_Task objective_.
Return the complete listing without omission.

_Data shown_.
━━━━━━━━━━━━━━━━━━━━━━━━━━━━━━

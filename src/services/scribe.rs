//! Realtime speech recognition over a WebSocket (ElevenLabs Scribe).
//!
//! A connection is split into a write loop fed by [`OutboundMessage`]s and a
//! read loop that parses tagged transcript events. Both ends are exposed to the
//! conversation as channels through [`RecognitionLink`].

use crate::config::{ConversationConfig, ServicesConfig};
use async_trait::async_trait;
use base64::Engine;
use futures_util::{SinkExt, Stream, StreamExt};
use serde::Deserialize;
use thiserror::Error;
use tokio::sync::mpsc;
use tokio_tungstenite::tungstenite::client::IntoClientRequest;
use tokio_tungstenite::tungstenite::http::HeaderValue;
use tokio_tungstenite::tungstenite::{Error as WsError, Message};
use tokio_tungstenite::{connect_async, MaybeTlsStream, WebSocketStream};
use tracing::{debug, error, info, warn};

const CHANNEL_CAPACITY: usize = 100;

#[derive(Debug, Error)]
pub enum RecognitionError {
    #[error("connection failed: {0}")]
    Connect(String),

    #[error("send failed: {0}")]
    Send(String),

    #[error("protocol error: {0}")]
    Protocol(String),

    #[error("recognition service error: {0}")]
    Service(String),

    #[error("connection closed")]
    Closed,
}

/// Inbound messages, tagged by `message_type`
#[derive(Debug, Clone, PartialEq, Deserialize)]
#[serde(tag = "message_type", rename_all = "snake_case")]
pub enum RecognitionEvent {
    SessionStarted,
    PartialTranscript {
        #[serde(default)]
        text: String,
    },
    CommittedTranscript {
        #[serde(default)]
        text: String,
    },
    InputError {
        #[serde(default)]
        error: Option<String>,
    },
    Error {
        #[serde(default)]
        error: Option<String>,
    },
    #[serde(other)]
    Unknown,
}

pub fn parse_event(text: &str) -> Result<RecognitionEvent, RecognitionError> {
    serde_json::from_str(text).map_err(|e| RecognitionError::Protocol(e.to_string()))
}

#[derive(Debug, Clone, PartialEq)]
pub enum OutboundMessage {
    /// Little-endian 16-bit PCM
    Audio(Vec<u8>),
    Close,
}

/// JSON body for one audio chunk
pub fn audio_chunk_message(pcm_bytes: &[u8], sample_rate: u32) -> serde_json::Value {
    serde_json::json!({
        "message_type": "input_audio_chunk",
        "audio_base_64": base64::engine::general_purpose::STANDARD.encode(pcm_bytes),
        "sample_rate": sample_rate,
    })
}

/// Both directions of an open recognition stream
pub struct RecognitionLink {
    pub outbound: mpsc::Sender<OutboundMessage>,
    pub inbound: mpsc::Receiver<Result<RecognitionEvent, RecognitionError>>,
}

#[async_trait]
pub trait SpeechRecognizer: Send + Sync {
    async fn connect(&self) -> Result<RecognitionLink, RecognitionError>;
}

pub struct ScribeRecognizer {
    api_key: String,
    base_url: String,
    model_id: String,
    sample_rate: u32,
}

impl ScribeRecognizer {
    pub fn new(services: &ServicesConfig, conversation: &ConversationConfig) -> Self {
        Self {
            api_key: services.elevenlabs_api_key.clone(),
            base_url: services.recognition_url.clone(),
            model_id: services.recognition_model.clone(),
            sample_rate: conversation.sample_rate,
        }
    }

    pub fn stream_url(&self) -> String {
        format!(
            "{}?model_id={}&audio_format=pcm_{}&commit_strategy=vad",
            self.base_url, self.model_id, self.sample_rate
        )
    }
}

type WsStream = WebSocketStream<MaybeTlsStream<tokio::net::TcpStream>>;

#[async_trait]
impl SpeechRecognizer for ScribeRecognizer {
    async fn connect(&self) -> Result<RecognitionLink, RecognitionError> {
        if self.api_key.trim().is_empty() {
            return Err(RecognitionError::Connect(
                "ElevenLabs API key not configured".to_string(),
            ));
        }

        let url = self.stream_url();
        let mut request = url
            .as_str()
            .into_client_request()
            .map_err(|e| RecognitionError::Connect(format!("Invalid URL: {}", e)))?;
        request.headers_mut().insert(
            "xi-api-key",
            HeaderValue::from_str(&self.api_key)
                .map_err(|e| RecognitionError::Connect(format!("Invalid API key header: {}", e)))?,
        );

        debug!("Connecting to recognition stream: {}", self.base_url);
        let (ws_stream, _response) = connect_async(request)
            .await
            .map_err(|e| RecognitionError::Connect(e.to_string()))?;
        info!("Recognition stream connected");

        let (write, read) = ws_stream.split();
        let (event_tx, event_rx) = mpsc::channel(CHANNEL_CAPACITY);
        let (write_tx, write_rx) = mpsc::channel(CHANNEL_CAPACITY);

        tokio::spawn(write_loop(write, write_rx, self.sample_rate));
        tokio::spawn(forward_events(read, event_tx));

        Ok(RecognitionLink {
            outbound: write_tx,
            inbound: event_rx,
        })
    }
}

async fn write_loop(
    mut write: futures_util::stream::SplitSink<WsStream, Message>,
    mut rx: mpsc::Receiver<OutboundMessage>,
    sample_rate: u32,
) {
    while let Some(msg) = rx.recv().await {
        match msg {
            OutboundMessage::Audio(pcm) => {
                let body = audio_chunk_message(&pcm, sample_rate).to_string();
                if let Err(e) = write.send(Message::Text(body)).await {
                    error!("Recognition write error: {}", e);
                    break;
                }
            }
            OutboundMessage::Close => break,
        }
    }
    let _ = write.close().await;
    debug!("Recognition write loop finished");
}

/// Forward recognition events from a socket's incoming frames.
///
/// Text frames that do not decode as a known event shape are logged and
/// skipped. Only socket read failures and a server close reach the session
/// as errors.
pub async fn forward_events<S>(
    mut read: S,
    tx: mpsc::Sender<Result<RecognitionEvent, RecognitionError>>,
) where
    S: Stream<Item = Result<Message, WsError>> + Unpin,
{
    while let Some(result) = read.next().await {
        match result {
            Ok(Message::Text(text)) => {
                let event = match parse_event(&text) {
                    Ok(event) => event,
                    Err(e) => {
                        warn!("Skipping undecodable recognition frame: {}", e);
                        continue;
                    }
                };
                if tx.send(Ok(event)).await.is_err() {
                    break;
                }
            }
            Ok(Message::Close(_)) => {
                debug!("Recognition stream closed by server");
                let _ = tx.send(Err(RecognitionError::Closed)).await;
                break;
            }
            Ok(_) => {}
            Err(e) => {
                error!("Recognition read error: {}", e);
                let _ = tx.send(Err(RecognitionError::Protocol(e.to_string()))).await;
                break;
            }
        }
    }
}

━━━━━━━━━━━━━━━━━━━━━━━━━━━━━━

_Result_.
filename src/services/scribe.rs
//! Realtime speech recognition over a WebSocket (ElevenLabs Scribe).
//!
//! A connection is split into a write loop fed by [`OutboundMessage`]s and a
//! read loop that parses tagged transcript events. Both ends are exposed to the
//! conversation as channels through [`RecognitionLink`].

use crate::config::{ConversationConfig, ServicesConfig};
use async_trait::async_trait;
use base64::Engine;
use futures_util::{SinkExt, Stream, StreamExt};
use serde::Deserialize;
use thiserror::Error;
use tokio::sync::mpsc;
use tokio_tungstenite::tungstenite::client::IntoClientRequest;
use tokio_tungstenite::tungstenite::http::HeaderValue;
use tokio_tungstenite::tungstenite::{Error as WsError, Message};
use tokio_tungstenite::{connect_async, MaybeTlsStream, WebSocketStream};
use tracing::{debug, error, info, warn};

const CHANNEL_CAPACITY: usize = 100;

#[derive(Debug, Error)]
pub enum RecognitionError {
    #[error("connection failed: {0}")]
    Connect(String),

    #[error("send failed: {0}")]
    Send(String),

    #[error("protocol error: {0}")]
    Protocol(String),

    #[error("recognition service error: {0}")]
    Service(String),

    #[error("connection closed")]
    Closed,
}

/// Inbound messages, tagged by `message_type`
#[derive(Debug, Clone, PartialEq, Deserialize)]
#[serde(tag = "message_type", rename_all = "snake_case")]
pub enum RecognitionEvent {
    SessionStarted,
    PartialTranscript {
        #[serde(default)]
        text: String,
    },
    CommittedTranscript {
        #[serde(default)]
        text: String,
    },
    InputError {
        #[serde(default)]
        error: Option<String>,
    },
    Error {
        #[serde(default)]
        error: Option<String>,
    },
    #[serde(other)]
    Unknown,
}

pub fn parse_event(text: &str) -> Result<RecognitionEvent, RecognitionError> {
    serde_json::from_str(text).map_err(|e| RecognitionError::Protocol(e.to_string()))
}

#[derive(Debug, Clone, PartialEq)]
pub enum OutboundMessage {
    /// Little-endian 16-bit PCM
    Audio(Vec<u8>),
    Close,
}

/// JSON body for one audio chunk
pub fn audio_chunk_message(pcm_bytes: &[u8], sample_rate: u32) -> serde_json::Value {
    serde_json::json!({
        "message_type": "input_audio_chunk",
        "audio_base_64": base64::engine::general_purpose::STANDARD.encode(pcm_bytes),
        "sample_rate": sample_rate,
    })
}

/// Both directions of an open recognition stream
pub struct RecognitionLink {
    pub outbound: mpsc::Sender<OutboundMessage>,
    pub inbound: mpsc::Receiver<Result<RecognitionEvent, RecognitionError>>,
}

#[async_trait]
pub trait SpeechRecognizer: Send + Sync {
    async fn connect(&self) -> Result<RecognitionLink, RecognitionError>;
}

pub struct ScribeRecognizer {
    api_key: String,
    base_url: String,
    model_id: String,
    sample_rate: u32,
}

impl ScribeRecognizer {
    pub fn new(services: &ServicesConfig, conversation: &ConversationConfig) -> Self {
        Self {
            api_key: services.elevenlabs_api_key.clone(),
            base_url: services.recognition_url.clone(),
            model_id: services.recognition_model.clone(),
            sample_rate: conversation.sample_rate,
        }
    }

    pub fn stream_url(&self) -> String {
        format!(
            "{}?model_id={}&audio_format=pcm_{}&commit_strategy=vad",
            self.base_url, self.model_id, self.sample_rate
        )
    }
}

type WsStream = WebSocketStream<MaybeTlsStream<tokio::net::TcpStream>>;

#[async_trait]
impl SpeechRecognizer for ScribeRecognizer {
    async fn connect(&self) -> Result<RecognitionLink, RecognitionError> {
        if self.api_key.trim().is_empty() {
            return Err(RecognitionError::Connect(
                "ElevenLabs API key not configured".to_string(),
            ));
        }

        let url = self.stream_url();
        let mut request = url
            .as_str()
            .into_client_request()
            .map_err(|e| RecognitionError::Connect(format!("Invalid URL: {}", e)))?;
        request.headers_mut().insert(
            "xi-api-key",
            HeaderValue::from_str(&self.api_key)
                .map_err(|e| RecognitionError::Connect(format!("Invalid API key header: {}", e)))?,
        );

        debug!("Connecting to recognition stream: {}", self.base_url);
        let (ws_stream, _response) = connect_async(request)
            .await
            .map_err(|e| RecognitionError::Connect(e.to_string()))?;
        info!("Recognition stream connected");

        let (write, read) = ws_stream.split();
        let (event_tx, event_rx) = mpsc::channel(CHANNEL_CAPACITY);
        let (write_tx, write_rx) = mpsc::channel(CHANNEL_CAPACITY);

        tokio::spawn(write_loop(write, write_rx, self.sample_rate));
        tokio::spawn(forward_events(read, event_tx));

        Ok(RecognitionLink {
            outbound: write_tx,
            inbound: event_rx,
        })
    }
}

async fn write_loop(
    mut write: futures_util::stream::SplitSink<WsStream, Message>,
    mut rx: mpsc::Receiver<OutboundMessage>,
    sample_rate: u32,
) {
    while let Some(msg) = rx.recv().await {
        match msg {
            OutboundMessage::Audio(pcm) => {
                let body = audio_chunk_message(&pcm, sample_rate).to_string();
                if let Err(e) = write.send(Message::Text(body)).await {
                    error!("Recognition write error: {}", e);
                    break;
                }
            }
            OutboundMessage::Close => break,
        }
    }
    let _ = write.close().await;
    debug!("Recognition write loop finished");
}

/// Forward recognition events from a socket's incoming frames.
///
/// Text frames that do not decode as a known event shape are logged and
/// skipped. Only socket read failures and a server close reach the session
/// as errors.
pub async fn forward_events<S>(
    mut read: S,
    tx: mpsc::Sender<Result<RecognitionEvent, RecognitionError>>,
) where
    S: Stream<Item = Result<Message, WsError>> + Unpin,
{
    while let Some(result) = read.next().await {
        match result {
            Ok(Message::Text(text)) => {
                let event = match parse_event(&text) {
                    Ok(event) => event,
                    Err(e) => {
                        warn!("Skipping undecodable recognition frame: {}", e);
                        continue;
                    }
                };
                if tx.send(Ok(event)).await.is_err() {
                    break;
                }
            }
            Ok(Message::Close(_)) => {
                debug!("Recognition stream closed by server");
                let _ = tx.send(Err(RecognitionError::Closed)).await;
                break;
            }
            Ok(_) => {}
            Err(e) => {
                error!("Recognition read error: {}", e);
                let _ = tx.send(Err(RecognitionError::Protocol(e.to_string()))).await;
                break;
            }
        }
    }
}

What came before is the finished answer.